My parents took me to high end restaurants where I fell in love with shrimp and bread and banana splits. They also hosted a few birthday parties at McDonalds and my friends still tease me about my affinity for the Filet-o-Fish but I remind them that high/low applies to food, not just fashion. We traveled a lot, too. And our itinerary was plotted around food. In Hawaii I learned how to make a stuffed artichoke with JJ at the Kapalua hotel and drank guava juice and ate good pineapple and fresh Mahi Mahi; in Paris I watched my dad overdose on champagne and foie gras which meant lots of laughing and hiccups; when I lived in Germany for a few seasons I relived my nostalgia from German camp every morning when I ate charcuterie, bread, and Nutella for breakfast; in London a waiter challenged me to finish my steak dinner and said he would buy me dessert if I did (he lost); during a trip to Alaska my mom and I took a sea plane out to a glacier and ate fresh salmon while we watched the waves lap up onto sheets of ice and I fell a little more in love with nature then, too.
I didn’t realize the impact diet had on my health, though, until my adulthood.
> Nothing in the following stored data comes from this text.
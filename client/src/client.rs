//! Contains the tip jar client. Reads degrade to empty values, writes end in
//! exactly one typed outcome.

use std::sync::Arc;

use tipjar_data_model::prelude::*;
use tipjar_logger::{debug, warn};
use tokio_util::sync::CancellationToken;

use crate::{
    builder::TransactionBuilder,
    config::Config,
    error::TransactionError,
    http::{Method, RequestBuilder},
    http_default::DefaultRequestBuilder,
    json_rpc::JsonRpcLedger,
    query::{Leaderboard, QueryExecutor, TipHistory, TotalDonated},
    rpc::{LedgerRpc, RpcError},
    signer::Signer,
    submit::SubmissionCoordinator,
};

/// Tip jar client
#[derive(Clone)]
pub struct Client {
    /// Validated configuration
    config: Config,
    /// Ledger access shared by every component
    rpc: Arc<dyn LedgerRpc>,
    /// Read path
    queries: QueryExecutor,
    /// Envelope construction
    builder: TransactionBuilder,
    /// Signing, submission and confirmation
    coordinator: SubmissionCoordinator,
}

impl Client {
    /// Client talking JSON-RPC to the configured endpoint.
    pub fn new(config: Config, signer: Arc<dyn Signer>) -> Self {
        let rpc = Arc::new(JsonRpcLedger::new(config.rpc_url.clone()));
        Self::with_rpc(config, rpc, signer)
    }

    /// Client over any [`LedgerRpc`] implementation.
    pub fn with_rpc(config: Config, rpc: Arc<dyn LedgerRpc>, signer: Arc<dyn Signer>) -> Self {
        let queries = QueryExecutor::new(Arc::clone(&rpc), config.contract_id.clone());
        let builder = TransactionBuilder::new(
            Arc::clone(&rpc),
            config.contract_id.clone(),
            config.transaction,
        );
        let coordinator = SubmissionCoordinator::new(
            Arc::clone(&rpc),
            signer,
            config.network_passphrase.clone(),
            &config.transaction,
        );
        Self {
            config,
            rpc,
            queries,
            builder,
            coordinator,
        }
    }

    /// Configuration the client was built with.
    pub fn config(&self) -> &Config {
        &self.config
    }

    /// Executor for raw or custom queries.
    pub fn queries(&self) -> &QueryExecutor {
        &self.queries
    }

    /// Donate `amount` with `message` and wait for confirmation.
    ///
    /// # Errors
    /// Every outcome except success, see [`TransactionError`].
    pub async fn donate(
        &self,
        from: &Address,
        amount: &str,
        message: &str,
        cancel: &CancellationToken,
    ) -> Result<TransactionHash, TransactionError> {
        let envelope = self.builder.build_donation(from, amount, message).await?;
        self.coordinator.submit(&envelope, cancel).await.into_result()
    }

    /// Send a native payment and wait for confirmation.
    ///
    /// # Errors
    /// Every outcome except success, see [`TransactionError`].
    pub async fn pay(
        &self,
        from: &Address,
        destination: &str,
        amount: &str,
        memo: Option<&str>,
        cancel: &CancellationToken,
    ) -> Result<TransactionHash, TransactionError> {
        let envelope = self
            .builder
            .build_payment(from, destination, amount, memo)
            .await?;
        self.coordinator.submit(&envelope, cancel).await.into_result()
    }

    /// Total donated by `user`, zero when unknown.
    pub async fn total_donated(&self, user: &Address) -> Amount {
        let query = TotalDonated { user: user.clone() };
        self.queries.execute(&query, user).await
    }

    /// Every tip, empty when unavailable.
    pub async fn tip_history(&self, caller: &Address) -> Vec<TipRecord> {
        self.queries.execute(&TipHistory, caller).await
    }

    /// Per-donor totals, empty when unavailable.
    pub async fn leaderboard(&self, caller: &Address) -> Vec<LeaderboardEntry> {
        self.queries.execute(&Leaderboard, caller).await
    }

    /// Whether `address` exists on the ledger. Lookup failures count as
    /// absent.
    pub async fn account_exists(&self, address: &Address) -> bool {
        match self.rpc.get_account(address).await {
            Ok(_) => true,
            Err(RpcError::AccountNotFound(_)) => false,
            Err(err) => {
                warn!(%address, %err, "Account lookup failed");
                false
            }
        }
    }

    /// Native balance of `address`, `None` when the account cannot be
    /// loaded.
    pub async fn balance(&self, address: &Address) -> Option<Amount> {
        match self.rpc.get_account(address).await {
            Ok(account) => Some(account.balance),
            Err(RpcError::AccountNotFound(_)) => None,
            Err(err) => {
                warn!(%address, %err, "Balance lookup failed");
                None
            }
        }
    }

    /// Up to `limit` latest payments touching `address`, newest first.
    /// Empty when unavailable.
    pub async fn recent_payments(&self, address: &Address, limit: u32) -> Vec<PaymentRecord> {
        match self.rpc.recent_payments(address, limit).await {
            Ok(payments) => payments,
            Err(err) => {
                warn!(%address, %err, "Payment history unavailable");
                Vec::new()
            }
        }
    }

    /// Ask the test network's funding service to create and fund
    /// `address`. `false` when no service is configured or funding failed.
    pub async fn fund_testnet_account(&self, address: &Address) -> bool {
        let Some(url) = &self.config.friendbot_url else {
            debug!("No funding service configured");
            return false;
        };
        let request = DefaultRequestBuilder::new(Method::GET, url.as_str())
            .query_param("addr", address.as_str())
            .body_empty();

        match tokio::task::spawn_blocking(move || request.send()).await {
            Ok(Ok(response)) if response.status().is_success() => {
                debug!(%address, "Account funded");
                true
            }
            Ok(Ok(response)) => {
                warn!(%address, status = %response.status(), "Funding refused");
                false
            }
            Ok(Err(err)) => {
                warn!(%address, %err, "Funding request failed");
                false
            }
            Err(err) => {
                warn!(%address, %err, "Funding task failed");
                false
            }
        }
    }

    /// Check `message` against the configured length cap.
    ///
    /// # Errors
    /// When the message has more characters than the cap.
    pub fn check_message(&self, message: &str) -> Result<(), MessageTooLong> {
        check_message_len(message, self.config.transaction.message_cap)
    }
}
//! Client for the tip jar contract: reads tip statistics and drives
//! donations through simulation, external signing, submission and
//! confirmation.

pub mod builder;
/// Module with the tip jar client itself
pub mod client;
pub mod config;
pub mod error;
/// Module with general communication primitives like an HTTP request builder.
pub mod http;
mod http_default;
pub mod json_rpc;
pub mod query;
pub mod rpc;
pub mod signer;
pub mod submit;

pub use http_default::{DefaultRequest, DefaultRequestBuilder};
pub use tipjar_data_model as data_model;

/// Module containing the most used items of the client.
pub mod prelude {
    pub use crate::{
        builder::{TransactionBuilder, DONATION_METHOD},
        client::Client,
        config::{Config, TransactionPolicy},
        error::{
            MessageClass, Notice, Rejection, RejectionSource, SubmissionOutcome,
            TransactionError,
        },
        json_rpc::JsonRpcLedger,
        query::{ContractQuery, Leaderboard, QueryExecutor, TipHistory, TotalDonated},
        rpc::{LedgerRpc, RpcError},
        signer::{Signer, SignerError},
        submit::SubmissionCoordinator,
    };
    pub use tokio_util::sync::CancellationToken;
}
//! Module for client-related configuration and structs

use std::{borrow::Cow, path::Path, time::Duration};

use error_stack::ResultExt;
use tipjar_data_model::{address::Address, tip, transaction::BASE_FEE};
use url::Url;

mod user;

pub use user::{ParseError, Root as UserConfig, Transaction as UserTransaction};

/// Passphrase of the public test network.
pub const DEFAULT_NETWORK_PASSPHRASE: &str = "Test SDF Network ; September 2015";
/// Public test network RPC endpoint.
pub const DEFAULT_RPC_URL: &str = "https://soroban-testnet.stellar.org";
/// Tip jar contract deployed on the test network.
pub const DEFAULT_CONTRACT_ID: &str = "CAYRJABAYNE4Q5PYYILXIUZOWKCHJGMURXXWAD7MXGFHGRRSUG5CCIKF";
/// Test network account funding service.
pub const DEFAULT_FRIENDBOT_URL: &str = "https://friendbot.stellar.org";

#[allow(missing_docs)]
pub const DEFAULT_CONTRACT_FEE_CEILING: u32 = 1_000_000;
#[allow(missing_docs)]
pub const DEFAULT_PAYMENT_FEE: u32 = BASE_FEE;
#[allow(missing_docs)]
pub const DEFAULT_TRANSACTION_TIMEOUT: Duration = Duration::from_secs(30);
#[allow(missing_docs)]
pub const DEFAULT_POLL_INTERVAL: Duration = Duration::from_secs(2);
#[allow(missing_docs)]
pub const DEFAULT_POLL_ATTEMPTS: u32 = 15;
#[allow(missing_docs)]
pub const DEFAULT_MESSAGE_CAP: usize = tip::DEFAULT_MESSAGE_CAP;

/// Environment variable overriding the network passphrase
pub const ENV_NETWORK_PASSPHRASE: &str = "TIPJAR_NETWORK_PASSPHRASE";
/// Environment variable overriding the RPC endpoint
pub const ENV_RPC_URL: &str = "TIPJAR_RPC_URL";
/// Environment variable overriding the contract id
pub const ENV_CONTRACT_ID: &str = "TIPJAR_CONTRACT_ID";

/// Source of environment variables.
pub trait ReadEnv {
    /// Value of `key`, if set.
    fn read_env(&self, key: &str) -> Option<Cow<'_, str>>;
}

impl<F> ReadEnv for F
where
    F: Fn(&str) -> Option<Cow<'static, str>>,
{
    fn read_env(&self, key: &str) -> Option<Cow<'_, str>> {
        self(key)
    }
}

/// Process environment. Non-unicode values are ignored.
pub fn std_env(key: &str) -> Option<Cow<'static, str>> {
    match std::env::var(key) {
        Ok(value) => Some(Cow::from(value)),
        Err(std::env::VarError::NotPresent) => None,
        Err(_) => {
            tipjar_logger::warn!(key, "Found non-unicode characters in env var, ignoring");
            None
        }
    }
}

/// Limits and timings of the write path.
#[derive(Clone, Copy, Debug, PartialEq, Eq)]
pub struct TransactionPolicy {
    /// Fee contract calls are built with, the upper bound of the assembled fee
    pub contract_fee_ceiling: u32,
    /// Fee of plain payments
    pub payment_fee: u32,
    /// Validity window of a built transaction
    pub timeout: Duration,
    /// Pause before each status poll
    pub poll_interval: Duration,
    /// Number of status polls before giving up
    pub poll_attempts: u32,
    /// UI limit on tip message length, in characters
    pub message_cap: usize,
}

impl Default for TransactionPolicy {
    fn default() -> Self {
        Self {
            contract_fee_ceiling: DEFAULT_CONTRACT_FEE_CEILING,
            payment_fee: DEFAULT_PAYMENT_FEE,
            timeout: DEFAULT_TRANSACTION_TIMEOUT,
            poll_interval: DEFAULT_POLL_INTERVAL,
            poll_attempts: DEFAULT_POLL_ATTEMPTS,
            message_cap: DEFAULT_MESSAGE_CAP,
        }
    }
}

/// Complete client configuration
#[derive(Clone, Debug)]
pub struct Config {
    /// Passphrase identifying the network transactions are signed for
    pub network_passphrase: String,
    /// JSON-RPC endpoint
    pub rpc_url: Url,
    /// Tip jar contract
    pub contract_id: Address,
    /// Account funding service, test networks only
    pub friendbot_url: Option<Url>,
    /// Write-path policy
    pub transaction: TransactionPolicy,
    /// Logger configuration
    pub logger: tipjar_logger::Config,
}

/// An error type for [`Config::load`]
#[derive(thiserror::Error, Debug, Copy, Clone)]
#[error("Failed to load configuration")]
pub struct LoadError;

impl Config {
    /// Loads configuration from a TOML file, applying environment overrides
    ///
    /// # Errors
    /// - unable to read or deserialize the file
    /// - the config is invalid
    pub fn load(path: impl AsRef<Path>) -> error_stack::Result<Self, LoadError> {
        let path = path.as_ref();
        let contents = std::fs::read_to_string(path)
            .change_context(LoadError)
            .attach_printable_lazy(|| format!("Error while reading file {}", path.display()))?;
        let user: UserConfig = toml::from_str(&contents)
            .change_context(LoadError)
            .attach_printable("Error while deserializing file contents as TOML")?;
        user.with_env(&std_env).parse().change_context(LoadError)
    }
}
I navigated some difficult health diagnoses including endometriosis, Lyme’s disease, anxiety, depression. I treated my body like shit for years while my mom underwent treatment for pancreatic cancer, and even more so after she died. I had emotional traumas that I didn’t pay attention to healing. And I became a mom and my body completely changed. Once I started slowing down and noticing and enjoying what I was putting in my body — and my mind — I began to heal. And cooking became a moving meditation for me, too. It got me through some very difficult chapters in my life. The loss of a parent, the loss of marriage, post traumatic stress disorder, anxiety, depression. Food let me show people I loved them in addition to telling them. It helped me heal myself.
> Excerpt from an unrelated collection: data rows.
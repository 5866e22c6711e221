//! Ledger-side state reported by the RPC server.

use serde::{Deserialize, Serialize};

use tipjar_primitives::amount::Amount;

use crate::{
    address::Address,
    transaction::{SequenceNumber, TransactionHash},
};

/// Status of a transaction looked up by hash.
#[derive(
    Debug, Clone, Copy, PartialEq, Eq, Hash, Serialize, Deserialize, derive_more::Display,
)]
#[serde(rename_all = "SCREAMING_SNAKE_CASE")]
pub enum TransactionStatus {
    /// Accepted, not yet in a closed ledger
    #[display(fmt = "PENDING")]
    Pending,
    /// Applied successfully
    #[display(fmt = "SUCCESS")]
    Success,
    /// Applied and failed
    #[display(fmt = "FAILED")]
    Failed,
    /// Unknown to the server, possibly not yet propagated
    #[display(fmt = "NOT_FOUND")]
    NotFound,
}

impl TransactionStatus {
    /// `true` for statuses that never change again.
    pub fn is_terminal(self) -> bool {
        matches!(self, Self::Success | Self::Failed)
    }
}

/// Immediate answer of the server to a submission.
#[derive(
    Debug, Clone, Copy, PartialEq, Eq, Hash, Serialize, Deserialize, derive_more::Display,
)]
#[serde(rename_all = "SCREAMING_SNAKE_CASE")]
pub enum SendStatus {
    /// Queued for inclusion
    #[display(fmt = "PENDING")]
    Pending,
    /// Already queued earlier
    #[display(fmt = "DUPLICATE")]
    Duplicate,
    /// Not queued, the server is congested
    #[display(fmt = "TRY_AGAIN_LATER")]
    TryAgainLater,
    /// Rejected
    #[display(fmt = "ERROR")]
    Error,
}

/// Answer to a submission.
#[derive(Debug, Clone, PartialEq, Eq)]
pub struct SendOutcome {
    /// Hash of the submitted transaction
    pub hash: TransactionHash,
    /// What happened to it
    pub status: SendStatus,
    /// Diagnostic accompanying [`SendStatus::Error`]
    pub error: Option<String>,
}

/// Current state of an account.
#[derive(Debug, Clone, PartialEq, Eq, Serialize, Deserialize)]
pub struct AccountState {
    /// The account
    pub id: Address,
    /// Last consumed sequence number
    pub sequence: SequenceNumber,
    /// Native balance, zero when the server does not report it
    #[serde(default)]
    pub balance: Amount,
}

/// Number of payments [`PaymentRecord`] listings return by default.
pub const DEFAULT_PAYMENT_LIMIT: u32 = 10;

/// How a listed payment relates to the account it was listed for.
#[derive(
    Debug, Clone, Copy, PartialEq, Eq, Hash, Serialize, Deserialize, derive_more::Display,
)]
#[serde(rename_all = "snake_case")]
pub enum PaymentDirection {
    /// The account paid
    #[display(fmt = "sent")]
    Sent,
    /// The account was paid
    #[display(fmt = "received")]
    Received,
    /// The account was created and funded, or created another one
    #[display(fmt = "create_account")]
    CreateAccount,
}

/// Native payment touching an account, newest first in listings.
#[derive(Debug, Clone, PartialEq, Eq, Serialize, Deserialize)]
pub struct PaymentRecord {
    /// Server assigned operation id
    pub id: String,
    /// Relation to the listed account
    pub direction: PaymentDirection,
    /// Transferred or starting amount
    pub amount: Amount,
    /// Paying or funding account
    pub from: Address,
    /// Paid or created account
    pub to: Address,
    /// ISO 8601 creation time, as reported
    pub created_at: Option<String>,
}

impl PaymentRecord {
    /// Direction of a plain payment from `from` as seen by `owner`.
    pub fn direction_for(owner: &Address, from: &Address) -> PaymentDirection {
        if owner == from {
            PaymentDirection::Sent
        } else {
            PaymentDirection::Received
        }
    }
}

#[cfg(test)]
mod tests {
    #![allow(clippy::restriction)]

    use super::*;

    #[test]
    fn statuses_use_rpc_spelling() {
        let status: TransactionStatus = serde_json::from_str("\"NOT_FOUND\"").unwrap();
        assert_eq!(status, TransactionStatus::NotFound);
        assert_eq!(status.to_string(), "NOT_FOUND");
        let send: SendStatus = serde_json::from_str("\"TRY_AGAIN_LATER\"").unwrap();
        assert_eq!(send, SendStatus::TryAgainLater);
    }

    #[test]
    fn balance_defaults_to_zero() {
        let account: AccountState = serde_json::from_str(
            r#"{"id": "GC6QXTLS3XSA3GJPHODE2ZSCQS2LFAOANOZKUFLKBJNXCRVYV6NJB3RI", "sequence": 7}"#,
        )
        .unwrap();
        assert_eq!(account.balance, Amount::ZERO);
    }

    #[test]
    fn payment_direction_follows_owner() {
        let alice: Address = "GC6QXTLS3XSA3GJPHODE2ZSCQS2LFAOANOZKUFLKBJNXCRVYV6NJB3RI"
            .parse()
            .unwrap();
        let bob: Address = "GAIH3ULLFQ4DGSECF2AR555KZ4KNDGEKN4AFI4SU2M7B43MGK3QJZNSR"
            .parse()
            .unwrap();
        assert_eq!(
            PaymentRecord::direction_for(&alice, &alice),
            PaymentDirection::Sent
        );
        assert_eq!(
            PaymentRecord::direction_for(&alice, &bob),
            PaymentDirection::Received
        );
        assert_eq!(
            serde_json::to_string(&PaymentDirection::CreateAccount).unwrap(),
            "\"create_account\""
        );
    }

    #[test]
    fn only_success_and_failure_are_terminal() {
        assert!(TransactionStatus::Success.is_terminal());
        assert!(TransactionStatus::Failed.is_terminal());
        assert!(!TransactionStatus::Pending.is_terminal());
        assert!(!TransactionStatus::NotFound.is_terminal());
    }
}
//! Tipjar Data Model contains the ledger-facing structures of the tip client:
//! addresses, self-describing contract values, transaction envelopes,
//! simulation results and the tip records decoded from query results.

#![allow(clippy::module_name_repetitions)]

pub use tipjar_primitives::amount;

pub mod address;
pub mod codec;
pub mod decode;
pub mod ledger;
pub mod simulation;
pub mod tip;
pub mod transaction;
pub mod value;

/// The prelude re-exports most commonly used traits, structs and macros from this crate.
pub mod prelude {
    pub use tipjar_primitives::prelude::*;

    pub use super::{
        address::{Address, AddressError, AddressKind},
        codec::WireError,
        decode::{DecodeError, FromValue, PartialDecode},
        ledger::{
            AccountState, PaymentDirection, PaymentRecord, SendOutcome, SendStatus,
            TransactionStatus, DEFAULT_PAYMENT_LIMIT,
        },
        simulation::{
            AuthorizationEntry, LedgerKey, ResourceFootprint, SimulationOutcome,
            SimulationSuccess,
        },
        tip::{check_message_len, LeaderboardEntry, MessageTooLong, TipRecord},
        transaction::{
            AssembleError, AssembledEnvelope, ContractCallIntent, DecoratedSignature, Memo,
            MemoTooLong, Operation, PaymentOp, SequenceNumber, SorobanData, Transaction,
            TransactionEnvelope, TransactionHash, BASE_FEE,
        },
        value::{MapEntry, Value},
    };
}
I believe everything had a vibration, a frequency, an impact. So if the tomatoes I pick up from my farm share have been tended to with good energy, and I bring them to my kitchen and treat them with loving kindness, and the ratatouille I make using them makes its way to your home; your body is going to get a lot more nourishment than picking up takeout made with low quality ingredients by someone who is distracted or who simply doesn’t care.
Food is medicine. Slow down. Enjoy it. Develop a relationship with your body so you know what kind of food works for you. Follow your intuition and literally your gut. Your body is smarter than you know, so pay attention to what it’s telling you and pay even more attention to what you’re putting inside.